• SOURCE DATA:
-=-=-

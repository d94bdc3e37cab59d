//! Configuration loader implementations.

use std::env::{self, VarError};
use std::fs;
use std::path::Path;

use tracing::debug;

use crate::error::{ConfigError, ConfigResult};
use crate::schema::AuthzConfig;

/// Environment variable that overrides the configured log filter.
pub const LOG_ENV_VAR: &str = "AUTHZ_LOG";

impl AuthzConfig {
    /// Parses and validates a JSON document.
    ///
    /// # Errors
    ///
    /// Returns [`ConfigError::Parse`] for malformed JSON or unknown fields and
    /// [`ConfigError::Invalid`] when validation fails.
    pub fn from_json_str(document: &str) -> ConfigResult<Self> {
        let config: Self = serde_json::from_str(document)?;
        config.validate()?;
        Ok(config)
    }

    /// Reads a JSON file, applies the `AUTHZ_LOG` override, and validates the
    /// result.
    ///
    /// # Errors
    ///
    /// Returns [`ConfigError::Io`] when the file cannot be read,
    /// [`ConfigError::Invalid`] when `AUTHZ_LOG` is not valid UTF-8, otherwise
    /// the same errors as [`AuthzConfig::from_json_str`].
    pub fn load(path: impl AsRef<Path>) -> ConfigResult<Self> {
        let path = path.as_ref();
        let document = fs::read_to_string(path).map_err(|source| ConfigError::Io {
            path: path.to_path_buf(),
            source,
        })?;
        debug!(path = %path.display(), "loaded authorization config");
        let config = Self::from_json_str(&document)?;
        config.with_log_override(log_override(env::var(LOG_ENV_VAR))?)
    }

    /// Returns the defaults with the `AUTHZ_LOG` override applied.
    ///
    /// # Errors
    ///
    /// Returns [`ConfigError::Invalid`] if the override is blank or not valid
    /// UTF-8.
    pub fn from_env() -> ConfigResult<Self> {
        Self::default().with_log_override(log_override(env::var(LOG_ENV_VAR))?)
    }

    /// Replaces the log filter when `filter` is present, then revalidates.
    ///
    /// # Errors
    ///
    /// Returns [`ConfigError::Invalid`] if the resulting configuration fails
    /// validation.
    pub fn with_log_override(mut self, filter: Option<String>) -> ConfigResult<Self> {
        if let Some(filter) = filter {
            self.telemetry_mut().set_filter(filter);
        }
        self.validate()?;
        Ok(self)
    }
}

fn log_override(value: Result<String, VarError>) -> ConfigResult<Option<String>> {
    match value {
        Ok(filter) => Ok(Some(filter)),
        Err(VarError::NotPresent) => Ok(None),
        Err(VarError::NotUnicode(raw)) => Err(ConfigError::invalid(format!(
            "{LOG_ENV_VAR} is not valid UTF-8: {}",
            raw.to_string_lossy()
        ))),
    }
}

#[cfg(test)]
mod tests {
    use std::io::Write;

    use authz_primitives::ResourceKind;

    use super::*;
    use crate::schema::TelemetryConfig;

    #[test]
    fn empty_document_yields_defaults() {
        let config = AuthzConfig::from_json_str("{}").unwrap();
        assert_eq!(config, AuthzConfig::default());
        assert_eq!(
            config.policies(),
            [ResourceKind::CompanyPerson, ResourceKind::Agency]
        );
        assert_eq!(config.telemetry().filter(), "info");
    }

    #[test]
    fn parses_policies_and_telemetry() {
        let config = AuthzConfig::from_json_str(
            r#"{
                "policies": ["company_person", "job"],
                "telemetry": { "filter": "authz_policy=debug", "json": true }
            }"#,
        )
        .unwrap();

        assert_eq!(
            config.policies(),
            [ResourceKind::CompanyPerson, ResourceKind::Job]
        );
        assert_eq!(config.telemetry().filter(), "authz_policy=debug");
        assert!(config.telemetry().json());
    }

    #[test]
    fn unknown_fields_and_kinds_are_parse_errors() {
        let err = AuthzConfig::from_json_str(r#"{"polices": []}"#).expect_err("typo");
        assert!(matches!(err, ConfigError::Parse { .. }));

        let err = AuthzConfig::from_json_str(r#"{"policies": ["invoice"]}"#).expect_err("kind");
        assert!(matches!(err, ConfigError::Parse { .. }));
    }

    #[test]
    fn duplicate_policies_are_rejected() {
        let err = AuthzConfig::from_json_str(r#"{"policies": ["agency", "agency"]}"#)
            .expect_err("duplicate");
        assert!(matches!(err, ConfigError::Invalid { .. }));
    }

    #[test]
    fn log_override_replaces_filter() {
        let config = AuthzConfig::default()
            .with_log_override(Some("warn".into()))
            .unwrap();
        assert_eq!(config.telemetry().filter(), "warn");

        let err = AuthzConfig::default()
            .with_log_override(Some("  ".into()))
            .expect_err("blank");
        assert!(matches!(err, ConfigError::Invalid { .. }));

        let untouched = AuthzConfig::default().with_log_override(None).unwrap();
        assert_eq!(untouched, AuthzConfig::default());
    }

    #[test]
    fn non_unicode_log_variable_is_invalid() {
        use std::ffi::OsString;

        assert_eq!(log_override(Err(VarError::NotPresent)).unwrap(), None);
        assert_eq!(
            log_override(Ok("debug".into())).unwrap().as_deref(),
            Some("debug")
        );

        let err = log_override(Err(VarError::NotUnicode(OsString::from("bad"))))
            .expect_err("not utf-8");
        assert!(matches!(err, ConfigError::Invalid { reason } if reason.contains(LOG_ENV_VAR)));
    }

    #[test]
    fn telemetry_section_round_trips_through_builders() {
        let config = AuthzConfig::default()
            .with_telemetry(TelemetryConfig::new("authz_policy=trace").with_json(true));
        assert_eq!(config.telemetry().filter(), "authz_policy=trace");
        assert!(config.telemetry().json());

        let parsed = AuthzConfig::from_json_str(
            r#"{"telemetry": {"filter": "authz_policy=trace", "json": true}}"#,
        )
        .unwrap();
        assert_eq!(parsed, config);
    }

    #[test]
    fn load_reports_missing_file() {
        let err = AuthzConfig::load("/nonexistent/authz.json").expect_err("missing");
        assert!(matches!(err, ConfigError::Io { .. }));
    }

    #[test]
    fn load_reads_file_from_disk() {
        let path = std::env::temp_dir().join(format!("authz-config-{}.json", std::process::id()));
        let mut file = fs::File::create(&path).unwrap();
        file.write_all(br#"{"policies": ["agency"]}"#).unwrap();
        drop(file);

        let config = AuthzConfig::load(&path).unwrap();
        fs::remove_file(&path).unwrap();
        assert_eq!(config.policies(), [ResourceKind::Agency]);
    }
}
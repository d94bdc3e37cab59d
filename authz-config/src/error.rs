//! Error types for configuration loading.

use std::path::PathBuf;

use thiserror::Error;

/// Errors emitted while loading or validating configuration.
#[derive(Debug, Error)]
pub enum ConfigError {
    /// The configuration file could not be read.
    #[error("failed to read config `{}`: {source}", path.display())]
    Io {
        /// Path that was being read.
        path: PathBuf,
        /// Source [`std::io::Error`].
        source: std::io::Error,
    },
    /// The document is not valid configuration JSON.
    #[error("malformed config: {source}")]
    Parse {
        /// Source [`serde_json::Error`].
        #[from]
        source: serde_json::Error,
    },
    /// The document parsed but its values are inconsistent.
    #[error("invalid config: {reason}")]
    Invalid {
        /// Human-readable reason describing the problem.
        reason: String,
    },
}

impl ConfigError {
    pub(crate) fn invalid(reason: impl Into<String>) -> Self {
        Self::Invalid {
            reason: reason.into(),
        }
    }
}

/// Result type alias for configuration operations.
pub type ConfigResult<T> = Result<T, ConfigError>;
//! Strongly typed configuration schema.

use std::collections::BTreeSet;

use authz_primitives::ResourceKind;
use serde::{Deserialize, Serialize};

use crate::error::{ConfigError, ConfigResult};

const DEFAULT_FILTER: &str = "info";

/// Top-level configuration for an authorization deployment.
#[derive(Debug, Clone, PartialEq, Eq, Serialize, Deserialize)]
#[serde(default, deny_unknown_fields)]
pub struct AuthzConfig {
    /// Resource kinds whose built-in rule sets are registered at startup.
    policies: Vec<ResourceKind>,
    /// Logging configuration.
    telemetry: TelemetryConfig,
}

impl Default for AuthzConfig {
    fn default() -> Self {
        Self {
            policies: vec![ResourceKind::CompanyPerson, ResourceKind::Agency],
            telemetry: TelemetryConfig::default(),
        }
    }
}

impl AuthzConfig {
    /// Replaces the list of policies to register.
    #[must_use]
    pub fn with_policies<I>(mut self, policies: I) -> Self
    where
        I: IntoIterator<Item = ResourceKind>,
    {
        self.policies = policies.into_iter().collect();
        self
    }

    /// Replaces the telemetry section.
    #[must_use]
    pub fn with_telemetry(mut self, telemetry: TelemetryConfig) -> Self {
        self.telemetry = telemetry;
        self
    }

    /// Returns the resource kinds whose rule sets should be registered.
    #[must_use]
    pub fn policies(&self) -> &[ResourceKind] {
        &self.policies
    }

    /// Returns the telemetry section.
    #[must_use]
    pub fn telemetry(&self) -> &TelemetryConfig {
        &self.telemetry
    }

    pub(crate) fn telemetry_mut(&mut self) -> &mut TelemetryConfig {
        &mut self.telemetry
    }

    /// Checks cross-field consistency.
    ///
    /// # Errors
    ///
    /// Returns [`ConfigError::Invalid`] when a policy is listed twice or the
    /// log filter is blank.
    pub fn validate(&self) -> ConfigResult<()> {
        let mut seen = BTreeSet::new();
        for kind in &self.policies {
            if !seen.insert(*kind) {
                return Err(ConfigError::invalid(format!(
                    "policy `{kind}` is listed more than once"
                )));
            }
        }
        if self.telemetry.filter.trim().is_empty() {
            return Err(ConfigError::invalid("telemetry filter cannot be empty"));
        }
        Ok(())
    }
}

/// Logging configuration consumed by the telemetry bootstrap.
#[derive(Debug, Clone, PartialEq, Eq, Serialize, Deserialize)]
#[serde(default, deny_unknown_fields)]
pub struct TelemetryConfig {
    filter: String,
    json: bool,
}

impl Default for TelemetryConfig {
    fn default() -> Self {
        Self {
            filter: DEFAULT_FILTER.to_owned(),
            json: false,
        }
    }
}

impl TelemetryConfig {
    /// Creates a telemetry section with the given `EnvFilter` directive.
    #[must_use]
    pub fn new(filter: impl Into<String>) -> Self {
        Self {
            filter: filter.into(),
            json: false,
        }
    }

    /// Switches output to newline-delimited JSON.
    #[must_use]
    pub fn with_json(mut self, json: bool) -> Self {
        self.json = json;
        self
    }

    /// Returns the filter directive.
    #[must_use]
    pub fn filter(&self) -> &str {
        &self.filter
    }

    /// Returns `true` when JSON output is requested.
    #[must_use]
    pub fn json(&self) -> bool {
        self.json
    }

    pub(crate) fn set_filter(&mut self, filter: String) {
        self.filter = filter;
    }
}
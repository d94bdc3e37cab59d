//! Policy evaluator and rule set registry.

use std::collections::HashMap;
use std::sync::Arc;

use authz_config::AuthzConfig;
use authz_primitives::{Action, Actor, ResourceKind};
use thiserror::Error;
use tracing::{debug, error, warn};

use crate::contracts::{PolicyRequest, Resource};
use crate::decision::PolicyDecision;
use crate::resolver::RelationshipFacts;
use crate::rules::{AgencyPolicy, CompanyPersonPolicy, RuleSet};

/// Errors surfaced by the evaluator.
///
/// A denied check is not an error; it is an `Ok(false)` verdict.
#[derive(Debug, Clone, PartialEq, Eq, Error)]
pub enum PolicyError {
    /// No rule set is registered, or available, for the target's resource
    /// kind. This is a wiring fault, not an authorization outcome.
    #[error("no policy registered for resource type `{kind}`")]
    UnregisteredResourceType {
        /// Resource kind that had no rule set.
        kind: ResourceKind,
    },
}

/// Result alias for policy operations.
pub type PolicyResult<T> = Result<T, PolicyError>;

/// Stateless evaluator dispatching checks to per-resource rule sets.
///
/// Register rule sets during startup, then share the evaluator (for example
/// behind an [`Arc`]). Evaluation takes `&self`, holds no locks, and performs
/// no I/O, so any number of threads may evaluate concurrently.
#[derive(Debug, Clone, Default)]
pub struct PolicyEvaluator {
    policies: HashMap<ResourceKind, Arc<dyn RuleSet>>,
}

impl PolicyEvaluator {
    /// Creates an evaluator with no rule sets registered.
    #[must_use]
    pub fn new() -> Self {
        Self::default()
    }

    /// Creates an evaluator with the built-in company person and agency rules.
    #[must_use]
    pub fn with_default_policies() -> Self {
        let mut evaluator = Self::new();
        evaluator.register_policy(CompanyPersonPolicy);
        evaluator.register_policy(AgencyPolicy);
        evaluator
    }

    /// Creates an evaluator with the built-in rule sets named in `config`.
    ///
    /// # Errors
    ///
    /// Returns [`PolicyError::UnregisteredResourceType`] when the
    /// configuration names a resource kind with no built-in rule set.
    pub fn from_config(config: &AuthzConfig) -> PolicyResult<Self> {
        let mut evaluator = Self::new();
        for &kind in config.policies() {
            let rule_set =
                builtin_rule_set(kind).ok_or(PolicyError::UnregisteredResourceType { kind })?;
            evaluator.register_shared(rule_set);
        }
        Ok(evaluator)
    }

    /// Registers `rule_set` under its resource kind.
    ///
    /// Returns the rule set it replaced, if any.
    pub fn register_policy<R>(&mut self, rule_set: R) -> Option<Arc<dyn RuleSet>>
    where
        R: RuleSet + 'static,
    {
        self.register_shared(Arc::new(rule_set))
    }

    /// Registers an already shared rule set under its resource kind.
    ///
    /// Returns the rule set it replaced, if any.
    pub fn register_shared(&mut self, rule_set: Arc<dyn RuleSet>) -> Option<Arc<dyn RuleSet>> {
        let kind = rule_set.kind();
        let previous = self.policies.insert(kind, rule_set);
        if previous.is_some() {
            warn!(resource = %kind, "replaced previously registered policy");
        } else {
            debug!(resource = %kind, "registered policy");
        }
        previous
    }

    /// Returns `true` when a rule set is registered for `kind`.
    #[must_use]
    pub fn is_registered(&self, kind: ResourceKind) -> bool {
        self.policies.contains_key(&kind)
    }

    /// Returns the registered resource kinds in a stable order.
    #[must_use]
    pub fn registered_kinds(&self) -> Vec<ResourceKind> {
        let mut kinds: Vec<_> = self.policies.keys().copied().collect();
        kinds.sort_unstable();
        kinds
    }

    /// Evaluates a check and returns the full decision.
    ///
    /// # Errors
    ///
    /// Returns [`PolicyError::UnregisteredResourceType`] if no rule set is
    /// registered for the target's resource kind.
    pub fn evaluate<'a>(
        &self,
        actor: &Actor,
        action: Action,
        target: impl Into<Resource<'a>>,
    ) -> PolicyResult<PolicyDecision> {
        let target = target.into();
        let kind = target.kind();
        let Some(rule_set) = self.policies.get(&kind) else {
            error!(resource = %kind, %action, "authorization requested for unregistered resource type");
            return Err(PolicyError::UnregisteredResourceType { kind });
        };

        let facts = RelationshipFacts::resolve(actor, target.scope());
        let decision = rule_set.decide(actor, action, &facts);
        debug!(
            resource = %kind,
            %action,
            role = %actor.role(),
            verdict = ?decision.verdict(),
            clause = decision.clause().unwrap_or("none"),
            "policy evaluated"
        );
        Ok(decision)
    }

    /// Returns whether `actor` may perform `action` on `target`.
    ///
    /// # Errors
    ///
    /// Returns [`PolicyError::UnregisteredResourceType`] if no rule set is
    /// registered for the target's resource kind.
    pub fn authorize<'a>(
        &self,
        actor: &Actor,
        action: Action,
        target: impl Into<Resource<'a>>,
    ) -> PolicyResult<bool> {
        self.evaluate(actor, action, target)
            .map(|decision| decision.is_allow())
    }

    /// Same as [`PolicyEvaluator::authorize`] for a prepared request.
    ///
    /// # Errors
    ///
    /// Returns [`PolicyError::UnregisteredResourceType`] if no rule set is
    /// registered for the target's resource kind.
    pub fn authorize_request(&self, request: &PolicyRequest<'_>) -> PolicyResult<bool> {
        self.authorize(request.actor(), request.action(), request.target())
    }
}

fn builtin_rule_set(kind: ResourceKind) -> Option<Arc<dyn RuleSet>> {
    match kind {
        ResourceKind::CompanyPerson => Some(Arc::new(CompanyPersonPolicy)),
        ResourceKind::Agency => Some(Arc::new(AgencyPolicy)),
        ResourceKind::Job => None,
    }
}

-=-=-

• EXERCISE PROMPT:
Write out word for word only the lines from the start of the entries down to the line with "use crate::schema::AuthzConfig;", please, including both ends.

• FINISHED EXERCISE:
repository d94bdc3e37cab59d
//! Configuration loader implementations.

use std::env::{self, VarError};
use std::fs;
use std::path::Path;

use tracing::debug;

use crate::error::{ConfigError, ConfigResult};
use crate::schema::AuthzConfig;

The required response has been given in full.